_WHAT TO PRODUCE_:
From the material below, copy out each line with the word "into" in it.

_INFORMATION PROVIDED_:
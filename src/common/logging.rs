//! Logging and tracing configuration
//!
//! Logs go to stderr so stdout carries only the report. An optional log
//! file receives a full-detail copy through a non-blocking writer.

use std::path::Path;
use tracing_appender::non_blocking::WorkerGuard;
use tracing_subscriber::{fmt, layer::SubscriberExt, util::SubscriberInitExt, EnvFilter};

/// Initialize tracing for the CLI
///
/// Logs are controlled by the `RUST_LOG` environment variable.
/// Default level is INFO for this crate (DEBUG when `verbose`), WARN for dependencies.
///
/// When `log_file` is given, the returned guard must be kept alive for the
/// duration of the program so buffered lines are flushed.
pub fn init_cli(verbose: bool, log_file: Option<&Path>) -> Option<WorkerGuard> {
    let filter = EnvFilter::try_from_default_env().unwrap_or_else(|_| {
        if verbose {
            EnvFilter::new("tson=debug,warn")
        } else {
            EnvFilter::new("tson=info,warn")
        }
    });

    let stderr_layer = fmt::layer()
        .with_writer(std::io::stderr)
        .with_target(true)
        .with_thread_ids(false)
        .with_file(false)
        .with_line_number(false)
        .compact();

    let Some(path) = log_file else {
        tracing_subscriber::registry()
            .with(filter)
            .with(stderr_layer)
            .init();
        return None;
    };

    let dir = path
        .parent()
        .filter(|p| !p.as_os_str().is_empty())
        .unwrap_or_else(|| Path::new("."));
    let file_name = path
        .file_name()
        .map(|n| n.to_os_string())
        .unwrap_or_else(|| "tson.log".into());

    if let Err(e) = std::fs::create_dir_all(dir) {
        eprintln!("Warning: Could not create log directory: {}", e);
        tracing_subscriber::registry()
            .with(filter)
            .with(stderr_layer)
            .init();
        return None;
    }

    let (writer, guard) = tracing_appender::non_blocking(tracing_appender::rolling::never(
        dir, file_name,
    ));

    let file_layer = fmt::layer()
        .with_writer(writer)
        .with_ansi(false)
        .with_target(true)
        .with_thread_ids(true)
        .with_file(true)
        .with_line_number(true);

    tracing_subscriber::registry()
        .with(filter)
        .with(stderr_layer)
        .with(file_layer)
        .init();

    Some(guard)
}
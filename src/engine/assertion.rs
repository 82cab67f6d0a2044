//! Evaluation of assertion comparisons

use regex::Regex;

use crate::scenario::Comparison;

/// Result of a comparison that could be evaluated
#[derive(Debug, Clone, PartialEq, Eq)]
pub struct Check {
    pub passed: bool,
    pub message: String,
}

impl Check {
    fn new(passed: bool, message: String) -> Self {
        Self { passed, message }
    }
}

fn number(s: &str) -> Option<f64> {
    s.trim().parse::<f64>().ok().filter(|n| !n.is_nan())
}

/// Compare `actual` against `expected`
///
/// Returns `Err` only when the expected operand itself is malformed (an
/// invalid regex or range); a value that does not satisfy the comparison is
/// a failed `Check`.
pub fn evaluate(op: Comparison, actual: &str, expected: &str) -> Result<Check, String> {
    let check = match op {
        Comparison::Equals => {
            let passed = values_equal(actual, expected);
            Check::new(
                passed,
                if passed {
                    format!("\"{}\" equals \"{}\"", actual, expected)
                } else {
                    format!("expected \"{}\" but got \"{}\"", expected, actual)
                },
            )
        }
        Comparison::NotEquals => {
            let passed = !values_equal(actual, expected);
            Check::new(
                passed,
                if passed {
                    format!("\"{}\" differs from \"{}\"", actual, expected)
                } else {
                    format!("expected a value other than \"{}\"", expected)
                },
            )
        }
        Comparison::Contains => {
            let passed = actual.contains(expected);
            Check::new(
                passed,
                if passed {
                    format!("\"{}\" contains \"{}\"", actual, expected)
                } else {
                    format!("\"{}\" does not contain \"{}\"", actual, expected)
                },
            )
        }
        Comparison::GreaterThan => numeric(actual, expected, ">", |a, e| a > e),
        Comparison::LessThan => numeric(actual, expected, "<", |a, e| a < e),
        Comparison::Matches => {
            let re = Regex::new(expected)
                .map_err(|e| format!("invalid regex '{}': {}", expected, e))?;
            let passed = re.is_match(actual);
            Check::new(
                passed,
                if passed {
                    format!("\"{}\" matches /{}/", actual, expected)
                } else {
                    format!("\"{}\" does not match /{}/", actual, expected)
                },
            )
        }
        Comparison::InRange => {
            let ranges = parse_ranges(expected)?;
            match number(actual) {
                Some(value) => {
                    let passed = ranges.iter().any(|(lo, hi)| value >= *lo && value <= *hi);
                    Check::new(
                        passed,
                        if passed {
                            format!("{} is within {}", actual, expected)
                        } else {
                            format!("{} is outside {}", actual, expected)
                        },
                    )
                }
                None => Check::new(false, format!("\"{}\" is not a number", actual)),
            }
        }
    };
    Ok(check)
}

/// Compare every selected `(pointer, value)` pair against `expected`
///
/// Without `count` each value must pass and an empty selection fails. With
/// `count` the number of passing values must fall within that range list.
pub fn evaluate_selection(
    op: Comparison,
    path: &str,
    selected: &[(String, String)],
    expected: &str,
    count: Option<&str>,
) -> Result<Check, String> {
    let checks = selected
        .iter()
        .map(|(at, actual)| Ok((at.as_str(), evaluate(op, actual, expected)?)))
        .collect::<Result<Vec<_>, String>>()?;

    if let Some(range) = count {
        let ranges = parse_ranges(range)?;
        let passing = checks.iter().filter(|(_, check)| check.passed).count();
        let passed = ranges
            .iter()
            .any(|(lo, hi)| passing as f64 >= *lo && passing as f64 <= *hi);
        let summary = format!(
            "{} of {} values at '{}' satisfy {} \"{}\"",
            passing,
            checks.len(),
            path,
            op,
            expected
        );
        return Ok(Check::new(
            passed,
            if passed {
                format!("{}, within {}", summary, range)
            } else {
                format!("{}, expected {}", summary, range)
            },
        ));
    }

    if checks.is_empty() {
        return Ok(Check::new(false, format!("no value at path '{}'", path)));
    }
    if let Some((at, check)) = checks.iter().find(|(_, check)| !check.passed) {
        return Ok(Check::new(false, format!("{}: {}", at, check.message)));
    }
    Ok(match checks.as_slice() {
        [(at, check)] => Check::new(true, format!("{}: {}", at, check.message)),
        _ => Check::new(
            true,
            format!(
                "all {} values at '{}' satisfy {} \"{}\"",
                checks.len(),
                path,
                op,
                expected
            ),
        ),
    })
}

/// String equality, or numeric equality when both sides are numbers
fn values_equal(actual: &str, expected: &str) -> bool {
    if actual == expected {
        return true;
    }
    matches!((number(actual), number(expected)), (Some(a), Some(e)) if a == e)
}

fn numeric(actual: &str, expected: &str, symbol: &str, cmp: fn(f64, f64) -> bool) -> Check {
    match (number(actual), number(expected)) {
        (Some(a), Some(e)) => {
            let passed = cmp(a, e);
            Check::new(
                passed,
                if passed {
                    format!("{} {} {}", actual, symbol, expected)
                } else {
                    format!("expected {} {} {}", actual, symbol, expected)
                },
            )
        }
        (None, _) => Check::new(false, format!("\"{}\" is not a number", actual)),
        (_, None) => Check::new(false, format!("\"{}\" is not a number", expected)),
    }
}

/// Parse a comma-separated range list into inclusive bounds
///
/// Items are `a-b`, `a+` (a and above), `a-` (a and below), or a single value.
fn parse_ranges(text: &str) -> Result<Vec<(f64, f64)>, String> {
    let invalid = || format!("invalid range '{}'", text);

    text.split(',')
        .map(|item| {
            let item = item.trim();
            if let Some(lo) = item.strip_suffix('+') {
                return number(lo).map(|lo| (lo, f64::INFINITY)).ok_or_else(invalid);
            }
            if let Some(hi) = item.strip_suffix('-') {
                return number(hi).map(|hi| (f64::NEG_INFINITY, hi)).ok_or_else(invalid);
            }
            match range_separator(item) {
                Some(pos) => {
                    let (lo, hi) = item.split_at(pos);
                    match (number(lo), number(&hi[1..])) {
                        (Some(lo), Some(hi)) if lo <= hi => Ok((lo, hi)),
                        _ => Err(invalid()),
                    }
                }
                None => number(item).map(|v| (v, v)).ok_or_else(invalid),
            }
        })
        .collect()
}

/// Position of the `-` between the bounds of `a-b`
///
/// A leading sign and the sign of an exponent (`1e-5`) are not separators.
fn range_separator(item: &str) -> Option<usize> {
    let bytes = item.as_bytes();
    (1..bytes.len()).find(|&i| bytes[i] == b'-' && !matches!(bytes[i - 1], b'e' | b'E'))
}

_ANSWER AREA_:
        .unwrap_or_else(|| "tson.log".into());
/// Parse a comma-separated range list into inclusive bounds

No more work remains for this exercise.